I think we’re muddled on this issue because we fail to realize that performance has two components: Skill and behavior. If you’re talented but not really putting in much effort, you’re not going to achieve great things. On the other hand, working your tail off at something you’re bad at isn’t going to yield fabulous results either.

As administrators, our most direct influence over teaching quality in the evaluation process is on behavior: If someone is not doing what they need to be doing, we can tell them to make a change, and hold them accountable for doing so. If you’re not planning and preparing for your lessons adequately, your administrator can demand that you start turning in lesson plans. Because the focus is behavior, the change can happen immediately.

Assuming we’re picking the right behaviors, this absolutely can lead to improvement. Supervision can change behavior. But to improve skill, you need coaching. And coaching is not the same as supervision.

One of the best movements to improve coaching in the principalship is the #educoach work being done by Shira Leibowitz, Jessica Johnson, and Kathy Perret, who tell me Jim Knight’s work is worth its weight in gold. Their premise is straightforward: instructional leaders need to get good at coaching in order to help staff improve their skills.

But now it gets sticky: If we want to evaluate people rigorously so they know what they’re good at and what they aren’t, and we want to coach them to help them get better, we have to decide which hat we’re wearing at any given time.

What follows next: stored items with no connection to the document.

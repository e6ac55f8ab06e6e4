//! Clients for the gem API and the boundary asset.

use super::http::HttpClient;
use crate::error::FetchError;
use crate::geo::BoundaryPolygon;
use crate::map::{BoundarySource, MarkerPage, MarkerQuery, MarkerSource};
use std::future::Future;

/// Marker source backed by `GET {base}/api/gems`.
#[derive(Debug, Clone)]
pub struct GemApi {
    http: HttpClient,
    base_url: String,
}

impl GemApi {
    pub fn new(base_url: impl Into<String>) -> Self {
        Self {
            http: HttpClient::new(),
            base_url: base_url.into().trim_end_matches('/').to_string(),
        }
    }

    /// Builds the request URL for a viewport query.
    pub fn query_url(&self, query: &MarkerQuery) -> String {
        let b = &query.bounds;
        let mut url = format!(
            "{}/api/gems?north={}&south={}&east={}&west={}&zoom={}",
            self.base_url, b.north, b.south, b.east, b.west, b.zoom
        );
        if !query.categories.is_empty() {
            url.push_str("&categories=");
            url.push_str(&urlencoding::encode(&query.categories.join(",")));
        }
        url
    }
}

impl MarkerSource for GemApi {
    fn fetch_markers(
        &self,
        query: &MarkerQuery,
    ) -> impl Future<Output = Result<MarkerPage, FetchError>> {
        let url = self.query_url(query);
        let http = self.http;
        async move { http.get_json::<MarkerPage>(&url).await }
    }
}

/// Boundary source that downloads a GeoJSON document.
#[derive(Debug, Clone)]
pub struct BoundaryAsset {
    http: HttpClient,
    url: String,
}

impl BoundaryAsset {
    pub fn new(url: impl Into<String>) -> Self {
        Self {
            http: HttpClient::new(),
            url: url.into(),
        }
    }
}

impl BoundarySource for BoundaryAsset {
    fn load_boundary(&self) -> impl Future<Output = Result<BoundaryPolygon, FetchError>> {
        let url = self.url.clone();
        let http = self.http;
        async move {
            let text = http.get_text(&url).await?;
            BoundaryPolygon::from_geojson(&text)
        }
    }
}
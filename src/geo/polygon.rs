//! Service-area boundary polygon and its GeoJSON loader.

use super::coord::Coordinate;
use super::geometry::{distance_to_path, point_in_polygon};
use crate::error::FetchError;
use geo_types::{Coord, LineString, MultiPolygon, Polygon};
use geojson::{GeoJson, Geometry, Value};

/// An immutable multi-ring polygon describing where new gems may be created.
#[derive(Debug, Clone, PartialEq)]
pub struct BoundaryPolygon {
    name: Option<String>,
    shape: MultiPolygon<f64>,
}

impl BoundaryPolygon {
    pub fn new(shape: MultiPolygon<f64>) -> Self {
        Self { name: None, shape }
    }

    /// Builds a single-ring polygon from `[lon, lat]` pairs.
    pub fn from_ring(ring: &[[f64; 2]]) -> Self {
        let exterior: Vec<Coord<f64>> = ring.iter().map(|c| Coord { x: c[0], y: c[1] }).collect();
        Self::new(MultiPolygon(vec![Polygon::new(
            LineString::from(exterior),
            Vec::new(),
        )]))
    }

    /// Parses a GeoJSON `Feature`, `FeatureCollection` or bare geometry.
    ///
    /// Every polygon and multipolygon found is merged into one shape; other
    /// geometry types are ignored. A document with no polygonal geometry is
    /// rejected.
    pub fn from_geojson(geojson_str: &str) -> Result<Self, FetchError> {
        let geojson: GeoJson = geojson_str
            .parse()
            .map_err(|e| FetchError::Decode(format!("Failed to parse GeoJSON: {}", e)))?;

        let mut polygons = Vec::new();
        let mut name = None;

        match geojson {
            GeoJson::FeatureCollection(fc) => {
                for feature in &fc.features {
                    if name.is_none() {
                        name = feature_name(feature);
                    }
                    if let Some(g) = &feature.geometry {
                        collect_polygons(g, &mut polygons);
                    }
                }
            }
            GeoJson::Feature(f) => {
                name = feature_name(&f);
                if let Some(g) = &f.geometry {
                    collect_polygons(g, &mut polygons);
                }
            }
            GeoJson::Geometry(g) => collect_polygons(&g, &mut polygons),
        }

        if polygons.is_empty() {
            return Err(FetchError::Decode(
                "Boundary document contains no polygon geometry".to_string(),
            ));
        }

        Ok(Self {
            name,
            shape: MultiPolygon(polygons),
        })
    }

    pub fn name(&self) -> Option<&str> {
        self.name.as_deref()
    }

    pub fn shape(&self) -> &MultiPolygon<f64> {
        &self.shape
    }

    pub fn contains(&self, point: Coordinate) -> bool {
        point_in_polygon(point, &self.shape)
    }

    /// Distance in meters from `point` to the nearest ring edge.
    pub fn distance_to_edge(&self, point: Coordinate) -> Option<f64> {
        self.rings()
            .filter_map(|ring| distance_to_path(point, &ring))
            .min_by(|a, b| a.total_cmp(b))
    }

    /// Every ring (exteriors then holes, per part) as coordinate lists.
    pub fn rings(&self) -> impl Iterator<Item = Vec<Coordinate>> + '_ {
        self.shape.0.iter().flat_map(|poly| {
            std::iter::once(poly.exterior())
                .chain(poly.interiors())
                .map(|ring| ring.coords().map(|c| Coordinate::from(*c)).collect())
        })
    }

    /// Bounding box as `(west, south, east, north)`.
    pub fn bbox(&self) -> Option<(f64, f64, f64, f64)> {
        let mut coords = self
            .shape
            .0
            .iter()
            .flat_map(|poly| poly.exterior().coords());
        let first = coords.next()?;
        Some(coords.fold(
            (first.x, first.y, first.x, first.y),
            |(w, s, e, n), c| (w.min(c.x), s.min(c.y), e.max(c.x), n.max(c.y)),
        ))
    }
}

fn feature_name(feature: &geojson::Feature) -> Option<String> {
    feature
        .properties
        .as_ref()
        .and_then(|p| p.get("name").or_else(|| p.get("NAME")))
        .and_then(|v| v.as_str())
        .map(|s| s.to_string())
}

fn collect_polygons(geometry: &Geometry, out: &mut Vec<Polygon<f64>>) {
    match &geometry.value {
        Value::Polygon(rings) => out.extend(rings_to_polygon(rings)),
        Value::MultiPolygon(polygons) => {
            out.extend(polygons.iter().filter_map(|rings| rings_to_polygon(rings)))
        }
        Value::GeometryCollection(geometries) => {
            for g in geometries {
                collect_polygons(g, out);
            }
        }
        _ => {}
    }
}

fn rings_to_polygon(rings: &[Vec<Vec<f64>>]) -> Option<Polygon<f64>> {
    let (exterior, holes) = rings.split_first()?;
    let to_line = |ring: &Vec<Vec<f64>>| -> LineString<f64> {
        ring.iter()
            .filter(|c| c.len() >= 2)
            .map(|c| Coord { x: c[0], y: c[1] })
            .collect::<Vec<_>>()
            .into()
    };
    let exterior = to_line(exterior);
    if exterior.0.len() < 3 {
        return None;
    }
    Some(Polygon::new(exterior, holes.iter().map(to_line).collect()))
}
//! Scripted fakes for the async seams.
//!
//! Each fake answers from a FIFO of scripted replies and falls back to a
//! default answer when the queue is empty. A deferred reply is a oneshot
//! sender the test resolves whenever it wants, which is how tests hold a
//! request in flight.

use crate::clock::{Clock, UnixMillis};
use crate::error::FetchError;
use crate::geo::{BoundaryPolygon, Coordinate, ScreenPoint, ScreenSize};
use crate::map::{
    BoundarySource, Capabilities, EngineFactory, EngineFailure, EngineOptions, MapEngine,
    MarkerEntity, MarkerPage, MarkerQuery, MarkerSource, ResolvedTrail, RouteProvider,
    RouteResponse, TravelProfile, ViewportBounds,
};
use futures_channel::oneshot;
use std::cell::{Cell, RefCell};
use std::collections::{HashMap, VecDeque};
use std::future::Future;
use std::rc::Rc;

/// A clock that only moves when told to.
#[derive(Debug)]
pub struct ManualClock {
    now: Cell<i64>,
}

impl ManualClock {
    pub fn new(start_ms: i64) -> Self {
        Self {
            now: Cell::new(start_ms),
        }
    }

    pub fn advance(&self, ms: u64) {
        self.now.set(self.now.get() + ms as i64);
    }
}

impl Clock for ManualClock {
    fn now(&self) -> UnixMillis {
        UnixMillis(self.now.get())
    }
}

enum Reply<T> {
    Ready(Result<T, FetchError>),
    Deferred(oneshot::Receiver<Result<T, FetchError>>),
}

/// FIFO of scripted replies shared by the source fakes.
struct Script<T> {
    replies: RefCell<VecDeque<Reply<T>>>,
    calls: Cell<usize>,
}

impl<T> Script<T> {
    fn new() -> Self {
        Self {
            replies: RefCell::new(VecDeque::new()),
            calls: Cell::new(0),
        }
    }

    fn push(&self, result: Result<T, FetchError>) {
        self.replies.borrow_mut().push_back(Reply::Ready(result));
    }

    fn defer(&self) -> oneshot::Sender<Result<T, FetchError>> {
        let (tx, rx) = oneshot::channel();
        self.replies.borrow_mut().push_back(Reply::Deferred(rx));
        tx
    }

    /// Counts the call and takes the next scripted reply, if any.
    fn next(&self) -> Option<Reply<T>> {
        self.calls.set(self.calls.get() + 1);
        self.replies.borrow_mut().pop_front()
    }

    async fn answer(
        reply: Option<Reply<T>>,
        default: impl FnOnce() -> Result<T, FetchError>,
    ) -> Result<T, FetchError> {
        match reply {
            Some(Reply::Ready(result)) => result,
            Some(Reply::Deferred(rx)) => rx.await.unwrap_or(Err(FetchError::Aborted)),
            None => default(),
        }
    }
}

/// Marker source that returns a fixed set of markers by default.
pub struct FakeMarkerSource {
    markers: Vec<MarkerEntity>,
    script: Script<MarkerPage>,
    queries: RefCell<Vec<MarkerQuery>>,
}

impl FakeMarkerSource {
    pub fn new() -> Self {
        Self::with_markers(Vec::new())
    }

    pub fn with_markers(markers: Vec<MarkerEntity>) -> Self {
        Self {
            markers,
            script: Script::new(),
            queries: RefCell::new(Vec::new()),
        }
    }

    pub fn defer(&self) -> oneshot::Sender<Result<MarkerPage, FetchError>> {
        self.script.defer()
    }

    pub fn push_result(&self, result: Result<MarkerPage, FetchError>) {
        self.script.push(result);
    }

    pub fn call_count(&self) -> usize {
        self.script.calls.get()
    }

    pub fn queries(&self) -> Vec<MarkerQuery> {
        self.queries.borrow().clone()
    }
}

impl MarkerSource for FakeMarkerSource {
    fn fetch_markers(
        &self,
        query: &MarkerQuery,
    ) -> impl Future<Output = Result<MarkerPage, FetchError>> {
        self.queries.borrow_mut().push(query.clone());
        let reply = self.script.next();
        let markers = self.markers.clone();
        Script::answer(reply, move || {
            let total = markers.len();
            Ok(MarkerPage { markers, total })
        })
    }
}

/// Routing service that echoes the waypoints back as the path.
pub struct FakeRouteProvider {
    script: Script<RouteResponse>,
    last_waypoints: RefCell<Option<Vec<Coordinate>>>,
}

impl FakeRouteProvider {
    pub const DISTANCE_M: f64 = 1_234.0;
    pub const DURATION_S: f64 = 900.0;

    pub fn new() -> Self {
        Self {
            script: Script::new(),
            last_waypoints: RefCell::new(None),
        }
    }

    /// The default answer for `waypoints`.
    pub fn response_for(waypoints: &[Coordinate]) -> RouteResponse {
        RouteResponse {
            path: waypoints.to_vec(),
            distance_m: Some(Self::DISTANCE_M),
            duration_s: Some(Self::DURATION_S),
            unrouted_legs: 0,
        }
    }

    pub fn defer(&self) -> oneshot::Sender<Result<RouteResponse, FetchError>> {
        self.script.defer()
    }

    pub fn push_result(&self, result: Result<RouteResponse, FetchError>) {
        self.script.push(result);
    }

    pub fn call_count(&self) -> usize {
        self.script.calls.get()
    }

    pub fn last_waypoints(&self) -> Option<Vec<Coordinate>> {
        self.last_waypoints.borrow().clone()
    }
}

impl RouteProvider for FakeRouteProvider {
    fn route(
        &self,
        waypoints: &[Coordinate],
        _profile: TravelProfile,
    ) -> impl Future<Output = Result<RouteResponse, FetchError>> {
        *self.last_waypoints.borrow_mut() = Some(waypoints.to_vec());
        let reply = self.script.next();
        let response = Self::response_for(waypoints);
        Script::answer(reply, move || Ok(response))
    }
}

/// Boundary source with a fixed polygon.
pub struct FakeBoundarySource {
    polygon: BoundaryPolygon,
    script: Script<BoundaryPolygon>,
}

impl FakeBoundarySource {
    pub fn with_polygon(polygon: BoundaryPolygon) -> Self {
        Self {
            polygon,
            script: Script::new(),
        }
    }

    pub fn defer(&self) -> oneshot::Sender<Result<BoundaryPolygon, FetchError>> {
        self.script.defer()
    }

    pub fn push_result(&self, result: Result<BoundaryPolygon, FetchError>) {
        self.script.push(result);
    }

    pub fn call_count(&self) -> usize {
        self.script.calls.get()
    }
}

impl BoundarySource for FakeBoundarySource {
    fn load_boundary(&self) -> impl Future<Output = Result<BoundaryPolygon, FetchError>> {
        let reply = self.script.next();
        let polygon = self.polygon.clone();
        Script::answer(reply, move || Ok(polygon))
    }
}

/// Span of the fake viewport in degrees at zoom 0.
const FAKE_SPAN_DEG: f64 = 360.0;

/// Engine that records calls instead of drawing.
#[derive(Debug)]
pub struct FakeEngine {
    size: ScreenSize,
    center: Coordinate,
    zoom: f64,
    resize_calls: usize,
    last_ease: Option<(Coordinate, f64, u64)>,
    expansion: HashMap<u64, f64>,
    markers: Vec<MarkerEntity>,
    trails: usize,
    boundary: Option<Rc<BoundaryPolygon>>,
}

impl FakeEngine {
    pub fn resize_calls(&self) -> usize {
        self.resize_calls
    }

    pub fn last_ease(&self) -> Option<(Coordinate, f64, u64)> {
        self.last_ease
    }

    pub fn set_expansion_zoom(&mut self, cluster_id: u64, zoom: f64) {
        self.expansion.insert(cluster_id, zoom);
    }

    pub fn markers(&self) -> &[MarkerEntity] {
        &self.markers
    }

    pub fn trail_count(&self) -> usize {
        self.trails
    }

    pub fn has_boundary(&self) -> bool {
        self.boundary.is_some()
    }
}

impl MapEngine for FakeEngine {
    fn resize(&mut self, size: ScreenSize) {
        self.resize_calls += 1;
        self.size = size;
    }

    fn size(&self) -> ScreenSize {
        self.size
    }

    fn bounds(&self) -> ViewportBounds {
        let half = FAKE_SPAN_DEG / 2f64.powf(self.zoom) / 2.0;
        ViewportBounds::new(
            self.center.lat - half,
            self.center.lon - half,
            self.center.lat + half,
            self.center.lon + half,
            self.zoom,
        )
    }

    fn ease_to(&mut self, center: Coordinate, zoom: f64, duration_ms: u64) {
        self.center = center;
        self.zoom = zoom;
        self.last_ease = Some((center, zoom, duration_ms));
    }

    fn set_markers(&mut self, markers: &[MarkerEntity]) {
        self.markers = markers.to_vec();
    }

    fn set_trails(&mut self, trails: &[ResolvedTrail]) {
        self.trails = trails.len();
    }

    fn set_boundary(&mut self, boundary: Option<Rc<BoundaryPolygon>>) {
        self.boundary = boundary;
    }

    fn cluster_expansion_zoom(&self, cluster_id: u64) -> Option<f64> {
        self.expansion.get(&cluster_id).copied()
    }

    fn project(&self, coordinate: Coordinate) -> ScreenPoint {
        let b = self.bounds();
        let x = (coordinate.lon - b.west) / (b.east - b.west) * self.size.w as f64;
        let y = (b.north - coordinate.lat) / (b.north - b.south) * self.size.h as f64;
        ScreenPoint::new(x as f32, y as f32)
    }
}

/// Factory for [`FakeEngine`]s with configurable platform answers.
#[derive(Debug)]
pub struct FakeEngineFactory {
    capabilities: Capabilities,
    container: ScreenSize,
    fail_next: Option<EngineFailure>,
    created: usize,
}

impl FakeEngineFactory {
    pub fn new() -> Self {
        Self {
            capabilities: Capabilities {
                gpu_canvas: true,
                requires_access_token: false,
            },
            container: ScreenSize::new(800.0, 600.0),
            fail_next: None,
            created: 0,
        }
    }

    pub fn without_gpu(mut self) -> Self {
        self.capabilities.gpu_canvas = false;
        self
    }

    pub fn requiring_token(mut self) -> Self {
        self.capabilities.requires_access_token = true;
        self
    }

    pub fn with_container(mut self, size: ScreenSize) -> Self {
        self.container = size;
        self
    }

    /// Makes the next `create` call fail with `failure`.
    pub fn failing_with(mut self, failure: EngineFailure) -> Self {
        self.fail_next = Some(failure);
        self
    }

    pub fn set_container(&mut self, size: ScreenSize) {
        self.container = size;
    }

    /// Number of create attempts, failed ones included.
    pub fn created(&self) -> usize {
        self.created
    }
}

impl EngineFactory for FakeEngineFactory {
    type Engine = FakeEngine;

    fn capabilities(&self) -> Capabilities {
        self.capabilities
    }

    fn container_size(&self) -> ScreenSize {
        self.container
    }

    fn create(&mut self, options: &EngineOptions) -> Result<FakeEngine, EngineFailure> {
        self.created += 1;
        if let Some(failure) = self.fail_next.take() {
            return Err(failure);
        }
        Ok(FakeEngine {
            size: ScreenSize::new(0.0, 0.0),
            center: options.center,
            zoom: options.zoom,
            resize_calls: 0,
            last_ease: None,
            expansion: HashMap::new(),
            markers: Vec::new(),
            trails: 0,
            boundary: None,
        })
    }
}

I have to realize that when I’m wearing my evaluator hat, I’m giving up the right to serve as a coach in that moment. And when I coach, I have to set aside my evaluator mindset and work to help my “client” meet his or her own goals through the coaching process.

Hopefully there’s some alignment between what people are working to grow in, and what we see as their needs and opportunities based on the evaluation process, but beyond that, we shouldn’t muddle evaluation and coaching. They are different, and need to be handled in distinct ways.

We mustn’t believe the lies that tell us that any vague efforts at “improvement” will help people grow and ensure high-quality teaching in every classroom.

We can’t coach our way out of our responsibility to conduct rigorous evaluations, and we can’t evaluate our way to better teaching. As instructional leaders, we have to wear both hats, whether we like it or not. Just not at the same time.

Oh, and one more thing: most of us believe these lies, or act like we do. Principals who both use the evaluation process to deal with serious underperformance, and effectively coach teachers to help them grow, are few and far between indeed. More on this soon.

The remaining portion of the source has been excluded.